Association française pour l’enseignement du français

Appels de l'AFEF

  • 13
    Nov

    Autour d'un communiqué de soutien, par Dominique Seghetchian

    La Lettre de l'AFEF n° 3 novembre 2010 - A la Une


    Le conseil d’administration de l’A.F.E.F. a décidé de soutenir officiellement 4 militants tourangeaux de la cause des « Sans papiers » (2 du Collectif Soif d’Utopie et 2 du Réseau Éducation Sans Frontières) qui doivent passer en procès le 3 décembre sur plainte en diffamation de la part du Ministre de l’Intérieur. Un tel geste de la part d’une association professionnelle est exceptionnel et mérite donc que nous apportions des explications à nos adhérents.

    Le communiqué :

    « En tant qu'association démocratique, l'A.F.E.F. ne peut accepter que des fichiers de l'Éducation Nationale soient utilisés à des fins non pédagogiques.

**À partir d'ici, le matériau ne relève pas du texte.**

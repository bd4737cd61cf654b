//! End-to-end cart arithmetic through the reducer and pricing policy.
//!
//! Worked examples under the default policy: free shipping at a subtotal of
//! 100, a flat fee of 10 below it, and 8% tax on the subtotal.

use rust_decimal::dec;

use octocat_supply_core::ProductId;
use octocat_supply_cart::{CartAction, CartItem, CartState, PricingPolicy, apply};

fn robo_arm() -> CartItem {
    CartItem::new(ProductId::new(1), "Robo-Arm MK4".into(), dec!(30), 1)
}

fn gripper() -> CartItem {
    CartItem {
        discount: Some(dec!(0.2)),
        ..CartItem::new(ProductId::new(2), "Gripper Claw".into(), dec!(25), 1)
    }
}

#[test]
fn totals_follow_a_shopping_session() {
    let policy = PricingPolicy::default();
    let state = CartState::empty();

    // Two arms at 30 and one discounted gripper at 25 * 0.8 = 20.
    let state = apply(
        &state,
        CartAction::AddItem {
            item: robo_arm(),
            quantity: 2,
        },
        &policy,
    );
    let state = apply(
        &state,
        CartAction::AddItem {
            item: gripper(),
            quantity: 1,
        },
        &policy,
    );

    assert_eq!(state.item_count, 3);
    assert_eq!(state.subtotal, dec!(80));
    assert_eq!(state.shipping, dec!(10));
    assert_eq!(state.tax, dec!(6.40));
    assert_eq!(state.total, dec!(96.40));

    // Four arms push the subtotal to 140 and past the free shipping bar.
    let state = apply(
        &state,
        CartAction::UpdateQuantity {
            product_id: ProductId::new(1),
            quantity: 4,
        },
        &policy,
    );

    assert_eq!(state.subtotal, dec!(140));
    assert_eq!(state.shipping, dec!(0));
    assert_eq!(state.tax, dec!(11.20));
    assert_eq!(state.total, dec!(151.20));

    // Dropping the gripper keeps the cart over the threshold.
    let state = apply(
        &state,
        CartAction::RemoveItem {
            product_id: ProductId::new(2),
        },
        &policy,
    );

    assert_eq!(state.items.len(), 1);
    assert_eq!(state.subtotal, dec!(120));
    assert_eq!(state.shipping, dec!(0));
    assert_eq!(state.total, dec!(129.60));

    // Clearing zeroes everything, shipping included.
    let state = apply(&state, CartAction::Clear, &policy);
    assert_eq!(state.item_count, 0);
    assert_eq!(state.total, dec!(0));
    assert_eq!(state.shipping, dec!(0));
}

#[test]
fn adding_the_same_product_merges_into_one_line() {
    let policy = PricingPolicy::default();
    let state = CartState::empty();

    let state = apply(
        &state,
        CartAction::AddItem {
            item: robo_arm(),
            quantity: 1,
        },
        &policy,
    );
    let state = apply(
        &state,
        CartAction::AddItem {
            item: robo_arm(),
            quantity: 2,
        },
        &policy,
    );

    assert_eq!(state.items.len(), 1);
    assert_eq!(state.product_quantity(ProductId::new(1)), 3);
}

#[test]
fn setting_quantity_to_zero_removes_the_line() {
    let policy = PricingPolicy::default();
    let state = apply(
        &CartState::empty(),
        CartAction::AddItem {
            item: robo_arm(),
            quantity: 2,
        },
        &policy,
    );

    let state = apply(
        &state,
        CartAction::UpdateQuantity {
            product_id: ProductId::new(1),
            quantity: 0,
        },
        &policy,
    );

    assert!(state.items.is_empty());
    assert_eq!(state.total, dec!(0));
}

#[test]
fn updating_an_unknown_product_is_a_no_op() {
    let policy = PricingPolicy::default();
    let state = apply(
        &CartState::empty(),
        CartAction::AddItem {
            item: robo_arm(),
            quantity: 1,
        },
        &policy,
    );

    let next = apply(
        &state,
        CartAction::UpdateQuantity {
            product_id: ProductId::new(99),
            quantity: 5,
        },
        &policy,
    );

    assert_eq!(next, state);
}

#[test]
fn an_exact_threshold_subtotal_ships_free() {
    let policy = PricingPolicy::default();
    let item = CartItem::new(ProductId::new(3), "Sensor".into(), dec!(50), 1);

    let state = apply(
        &CartState::empty(),
        CartAction::AddItem { item, quantity: 2 },
        &policy,
    );

    assert_eq!(state.subtotal, dec!(100));
    assert_eq!(state.shipping, dec!(0));
}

     En tant qu'enseignants de français, de la Maternelle à l'Université, nous savons l'importance pour les apprentissages des enfants, des adolescents et des jeunes, de conditions sereines d'études.

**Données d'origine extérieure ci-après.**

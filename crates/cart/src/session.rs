//! Store-backed cart session.
//!
//! Wires the pure reducer to a persistence strategy: every dispatch applies
//! the transition, then schedules a debounced save so rapid mutations
//! coalesce into one write. The single most recent pre-mutation state is
//! retained for undo within a bounded window.

use std::sync::Arc;
use std::time::Duration;

use tokio::task::JoinHandle;
use tokio::time::Instant;

use crate::error::CartError;
use crate::policy::PricingPolicy;
use crate::reducer::{CartAction, apply};
use crate::snapshot::CartSnapshot;
use crate::state::CartState;
use crate::store::CartStore;

/// Default delay before a dispatched mutation is persisted.
pub const DEFAULT_DEBOUNCE: Duration = Duration::from_millis(300);

/// Default window during which the last mutation can be undone.
pub const DEFAULT_UNDO_WINDOW: Duration = Duration::from_secs(5);

struct Undo {
    state: CartState,
    expires_at: Instant,
}

/// A cart bound to a persistence strategy.
pub struct CartSession<S: CartStore> {
    state: CartState,
    policy: PricingPolicy,
    store: Arc<S>,
    debounce: Duration,
    undo_window: Duration,
    undo: Option<Undo>,
    pending_save: Option<JoinHandle<()>>,
}

impl<S: CartStore> CartSession<S> {
    /// Create an empty session over the given store and policy.
    #[must_use]
    pub fn new(store: S, policy: PricingPolicy) -> Self {
        Self {
            state: CartState::empty(),
            policy,
            store: Arc::new(store),
            debounce: DEFAULT_DEBOUNCE,
            undo_window: DEFAULT_UNDO_WINDOW,
            undo: None,
            pending_save: None,
        }
    }

    /// Override the save debounce delay.
    #[must_use]
    pub const fn with_debounce(mut self, debounce: Duration) -> Self {
        self.debounce = debounce;
        self
    }

    /// Override the undo window.
    #[must_use]
    pub const fn with_undo_window(mut self, window: Duration) -> Self {
        self.undo_window = window;
        self
    }

    /// The current cart state.
    #[must_use]
    pub const fn state(&self) -> &CartState {
        &self.state
    }

    /// The pricing policy in effect.
    #[must_use]
    pub const fn policy(&self) -> &PricingPolicy {
        &self.policy
    }

    /// Load and validate the persisted snapshot, replacing the state.
    ///
    /// Corrupt storage is logged and treated as an empty cart; the bad
    /// payload is cleared so the next load starts clean. Undo history does
    /// not survive hydration.
    pub async fn hydrate(&mut self) {
        match self.store.load().await {
            Ok(Some(snapshot)) => {
                self.state = apply(
                    &self.state,
                    CartAction::Hydrate(snapshot.validate()),
                    &self.policy,
                );
            }
            Ok(None) => self.state = CartState::empty(),
            Err(err) => {
                tracing::warn!("discarding corrupt cart snapshot: {err}");
                if let Err(err) = self.store.clear().await {
                    tracing::warn!("failed to clear corrupt cart snapshot: {err}");
                }
                self.state = CartState::empty();
            }
        }
        self.undo = None;
    }

    /// Apply a transition and schedule a debounced save.
    ///
    /// Mutating actions record the pre-mutation state for [`undo`];
    /// hydration does not. Actions that leave the state unchanged (removing
    /// an absent product, adding zero quantity) are dropped entirely so they
    /// neither clobber a still-valid undo nor trigger a save.
    ///
    /// [`undo`]: CartSession::undo
    pub fn dispatch(&mut self, action: CartAction) {
        let is_hydrate = matches!(action, CartAction::Hydrate(_));
        let next = apply(&self.state, action, &self.policy);
        if next == self.state {
            return;
        }
        if !is_hydrate {
            self.undo = Some(Undo {
                state: self.state.clone(),
                expires_at: Instant::now() + self.undo_window,
            });
        }
        self.state = next;
        self.schedule_save();
    }

    /// Whether an undoable mutation is still inside its window.
    #[must_use]
    pub fn can_undo(&self) -> bool {
        self.undo
            .as_ref()
            .is_some_and(|undo| Instant::now() <= undo.expires_at)
    }

    /// Restore the pre-mutation state of the last dispatch.
    ///
    /// Returns `false` when there is nothing to undo or the window has
    /// expired. Only one level of undo is retained.
    pub fn undo(&mut self) -> bool {
        let Some(undo) = self.undo.take() else {
            return false;
        };
        if Instant::now() > undo.expires_at {
            return false;
        }
        self.state = undo.state;
        self.schedule_save();
        true
    }

    /// Persist the current state immediately, cancelling any pending save.
    ///
    /// # Errors
    ///
    /// Returns the store's error when the write fails.
    pub async fn flush(&mut self) -> Result<(), CartError> {
        if let Some(pending) = self.pending_save.take() {
            pending.abort();
        }
        self.store.save(CartSnapshot::of(&self.state)).await
    }

    fn schedule_save(&mut self) {
        if let Some(pending) = self.pending_save.take() {
            pending.abort();
        }
        let store = Arc::clone(&self.store);
        let snapshot = CartSnapshot::of(&self.state);
        let delay = self.debounce;
        self.pending_save = Some(tokio::spawn(async move {
            tokio::time::sleep(delay).await;
            if let Err(err) = store.save(snapshot).await {
                tracing::warn!("failed to persist cart snapshot: {err}");
            }
        }));
    }
}

impl<S: CartStore> Drop for CartSession<S> {
    fn drop(&mut self) {
        // A pending save may still run to completion; only an unflushed
        // session dropped inside the debounce window loses the last write.
        if let Some(pending) = self.pending_save.take() {
            pending.abort();
        }
    }
}

#[cfg(test)]
#[allow(clippy::unwrap_used)]
mod tests {
    use std::sync::atomic::{AtomicUsize, Ordering};

    use octocat_supply_core::ProductId;
    use rust_decimal::dec;

    use crate::item::CartItem;
    use crate::store::MemoryStore;

    use super::*;

    /// Store double counting how many saves actually land.
    #[derive(Default)]
    struct CountingStore {
        inner: MemoryStore,
        saves: AtomicUsize,
    }

    impl CartStore for CountingStore {
        async fn load(&self) -> Result<Option<CartSnapshot>, CartError> {
            self.inner.load().await
        }

        async fn save(&self, snapshot: CartSnapshot) -> Result<(), CartError> {
            self.saves.fetch_add(1, Ordering::SeqCst);
            self.inner.save(snapshot).await
        }

        async fn clear(&self) -> Result<(), CartError> {
            self.inner.clear().await
        }
    }

    fn widget(id: i32) -> CartItem {
        CartItem::new(ProductId::new(id), format!("Widget {id}"), dec!(10), 1)
    }

    fn add(id: i32, quantity: u32) -> CartAction {
        CartAction::AddItem {
            item: widget(id),
            quantity,
        }
    }

    #[tokio::test(start_paused = true)]
    async fn test_dispatch_persists_after_debounce() {
        let mut session = CartSession::new(MemoryStore::new(), PricingPolicy::default());
        session.dispatch(add(1, 2));

        tokio::time::sleep(Duration::from_millis(400)).await;

        let saved = session.store.load().await.unwrap().unwrap();
        assert_eq!(saved.items.len(), 1);
        assert_eq!(saved.items.first().unwrap().quantity, 2);
    }

    #[tokio::test(start_paused = true)]
    async fn test_rapid_dispatches_coalesce_into_one_save() {
        let mut session = CartSession::new(CountingStore::default(), PricingPolicy::default());
        session.dispatch(add(1, 1));
        session.dispatch(add(2, 1));
        session.dispatch(add(3, 1));

        tokio::time::sleep(Duration::from_secs(1)).await;

        assert_eq!(session.store.saves.load(Ordering::SeqCst), 1);
        let saved = session.store.load().await.unwrap().unwrap();
        assert_eq!(saved.items.len(), 3);
    }

    #[tokio::test(start_paused = true)]
    async fn test_undo_inside_window() {
        let mut session = CartSession::new(MemoryStore::new(), PricingPolicy::default());
        session.dispatch(add(1, 2));
        session.dispatch(add(1, 3));
        assert_eq!(session.state().product_quantity(ProductId::new(1)), 5);

        assert!(session.can_undo());
        assert!(session.undo());
        assert_eq!(session.state().product_quantity(ProductId::new(1)), 2);

        // Only one level of undo is retained.
        assert!(!session.undo());
    }

    #[tokio::test(start_paused = true)]
    async fn test_noop_dispatch_keeps_prior_undo() {
        let mut session = CartSession::new(MemoryStore::new(), PricingPolicy::default());
        session.dispatch(add(1, 2));
        session.dispatch(add(1, 3));

        // Removing a product that was never added changes nothing and must
        // not consume the undo of the real mutation.
        session.dispatch(CartAction::RemoveItem {
            product_id: ProductId::new(99),
        });

        assert!(session.undo());
        assert_eq!(session.state().product_quantity(ProductId::new(1)), 2);
    }

    #[tokio::test(start_paused = true)]
    async fn test_undo_expires_after_window() {
        let mut session = CartSession::new(MemoryStore::new(), PricingPolicy::default());
        session.dispatch(add(1, 1));

        tokio::time::sleep(Duration::from_secs(6)).await;

        assert!(!session.can_undo());
        assert!(!session.undo());
        assert_eq!(session.state().product_quantity(ProductId::new(1)), 1);
    }

    #[tokio::test(start_paused = true)]
    async fn test_hydrate_restores_persisted_state() {
        let store = MemoryStore::new();
        store
            .save(CartSnapshot {
                items: vec![widget(4)],
            })
            .await
            .unwrap();

        let mut session = CartSession::new(store, PricingPolicy::default());
        session.hydrate().await;

        assert!(session.state().is_in_cart(ProductId::new(4)));
        assert_eq!(session.state().item_count, 1);
        assert!(!session.can_undo());
    }

    #[tokio::test(start_paused = true)]
    async fn test_hydrate_validates_snapshot() {
        let store = MemoryStore::new();
        let mut zero = widget(1);
        zero.quantity = 0;
        store
            .save(CartSnapshot {
                items: vec![zero, widget(2)],
            })
            .await
            .unwrap();

        let mut session = CartSession::new(store, PricingPolicy::default());
        session.hydrate().await;

        assert!(!session.state().is_in_cart(ProductId::new(1)));
        assert!(session.state().is_in_cart(ProductId::new(2)));
    }

    #[tokio::test(start_paused = true)]
    async fn test_flush_persists_immediately() {
        let mut session = CartSession::new(CountingStore::default(), PricingPolicy::default());
        session.dispatch(add(1, 1));
        session.flush().await.unwrap();

        // The debounced save was cancelled; only the flush landed.
        assert_eq!(session.store.saves.load(Ordering::SeqCst), 1);
        assert!(session.store.load().await.unwrap().is_some());
    }
}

     En tant que professeurs de littérature nous ne pouvons ignorer la fonction de l'analogie dans la construction d'un raisonnement et d'une pensée.

     En tant que professeurs de langue, nous distinguons grammaticalement analogie et amalgame.

     En tant que professeurs de lettres, nous sommes attachés à une liberté de pensée qui nous interdit tout amalgame entre nécessaire travail de mémoire et opération de propagande. »

    Comment cette décision a-t-elle été prise ?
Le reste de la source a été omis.